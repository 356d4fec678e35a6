//! Port interfaces for the application layer
//!
//! Ports define the contract between the application logic (use cases)
//! and infrastructure implementations. This follows Hexagonal Architecture
//! principles, allowing the core business logic to remain independent of
//! external dependencies.

mod clock;
pub mod errors;
mod export_sink;
mod key_value_store;
mod photo_reader;
mod poem_generator;

pub use clock::ClockPort;
pub use errors::{GenerationError, PhotoReadError, StorageError};
pub use export_sink::ExportSinkPort;
pub use key_value_store::KeyValueStorePort;
pub use photo_reader::PhotoReaderPort;
pub use poem_generator::{GeneratePoemInput, GeneratePoemOutput, PoemGeneratorPort};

....

#### TASK TO CARRY OUT:
Using the data above, reproduce exactly the lines between those holding "the application layer" and "pub use photo_reader::PhotoReaderPort;", inclusive, and no others.

#### FINAL ANSWER:
//! Port interfaces for the application layer
//!
//! Ports define the contract between the application logic (use cases)
//! and infrastructure implementations. This follows Hexagonal Architecture
//! principles, allowing the core business logic to remain independent of
//! external dependencies.

mod clock;
pub mod errors;
mod export_sink;
mod key_value_store;
mod photo_reader;
mod poem_generator;

pub use clock::ClockPort;
pub use errors::{GenerationError, PhotoReadError, StorageError};
pub use export_sink::ExportSinkPort;
pub use key_value_store::KeyValueStorePort;
pub use photo_reader::PhotoReaderPort;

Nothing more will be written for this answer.